■ TO DO
Report, from the records below, every line where the word "bool" appears.

■ PROVIDED INFORMATION
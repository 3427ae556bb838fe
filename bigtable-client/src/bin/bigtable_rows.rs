//! Read rows from, or sample the row keys of, a Bigtable table
#[macro_use]
extern crate slog_scope;

use std::error::Error;

use bigtable_client::{
    bigtable::{ReadRowsRequest, SampleRowKeysRequest},
    logging::{init_logging, reset_logging},
    BigtableClient, ClientError,
};
use bigtable_common::ReportableError;
use bigtable_settings::Settings;
use docopt::Docopt;
use futures::{executor::block_on, TryStreamExt};
use serde_derive::Deserialize;

const USAGE: &str = "
Usage:
    bigtable_rows read-rows <table> [--limit=<n>] [--config=CONFIGFILE]
    bigtable_rows sample-keys <table> [--config=CONFIGFILE]
    bigtable_rows (-h | --help)

Options:
    -h, --help               Show this message.
    --limit=<n>              Max number of rows to read, 0 for all [default: 0].
    --config=CONFIGFILE      Client configuration file path.
";

#[derive(Debug, Deserialize)]
struct Args {
    cmd_read_rows: bool,
    cmd_sample_keys: bool,
    arg_table: String,
    flag_limit: i64,
    flag_config: Option<String>,
}

fn main() -> Result<(), Box<dyn Error>> {
    let args: Args = Docopt::new(USAGE)
        .and_then(|d| d.deserialize())
        .unwrap_or_else(|e| e.exit());
    let settings = Settings::with_env_and_config_file(args.flag_config.as_deref())?;
    init_logging(!settings.human_logs)?;
    info!("Connecting to {}", settings.banner());

    let result = block_on(run(&args, &settings));
    if let Err(e) = &result {
        error!("{}", e; "label" => e.error_label());
        if let Some(backtrace) = e.backtrace() {
            debug!("{:?}", backtrace);
        }
    }
    reset_logging();
    Ok(result?)
}

async fn run(args: &Args, settings: &Settings) -> Result<(), ClientError> {
    let client = BigtableClient::from_settings(settings)?;
    let table_name = client
        .table_name(&args.arg_table)
        .ok_or_else(|| ClientError::config("No instance configured"))?
        .to_string();
    let app_profile_id = client.app_profile_id().unwrap_or_default().to_owned();

    if args.cmd_read_rows {
        let mut req = ReadRowsRequest::new();
        req.set_table_name(table_name);
        req.set_app_profile_id(app_profile_id);
        req.set_rows_limit(args.flag_limit);

        let mut responses = client.read_rows(&req);
        let mut chunks = 0;
        while let Some(resp) = responses.try_next().await? {
            for chunk in resp.get_chunks() {
                chunks += 1;
                println!(
                    "{}\t{}:{}\t{}",
                    String::from_utf8_lossy(chunk.get_row_key()),
                    chunk.get_family_name().get_value(),
                    String::from_utf8_lossy(chunk.get_qualifier().get_value()),
                    String::from_utf8_lossy(chunk.get_value()),
                );
            }
        }
        info!("Read {} cell chunks", chunks);
    } else if args.cmd_sample_keys {
        let mut req = SampleRowKeysRequest::new();
        req.set_table_name(table_name);
        req.set_app_profile_id(app_profile_id);

        let samples: Vec<_> = client.sample_row_keys(&req).try_collect().await?;
        for sample in &samples {
            println!(
                "{}\t{}",
                String::from_utf8_lossy(sample.get_row_key()),
                sample.get_offset_bytes()
            );
        }
        info!("Sampled {} row keys", samples.len());
    }
    Ok(())
}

■ RESPONSE TO THE TASK
    cmd_read_rows: bool,
    cmd_sample_keys: bool,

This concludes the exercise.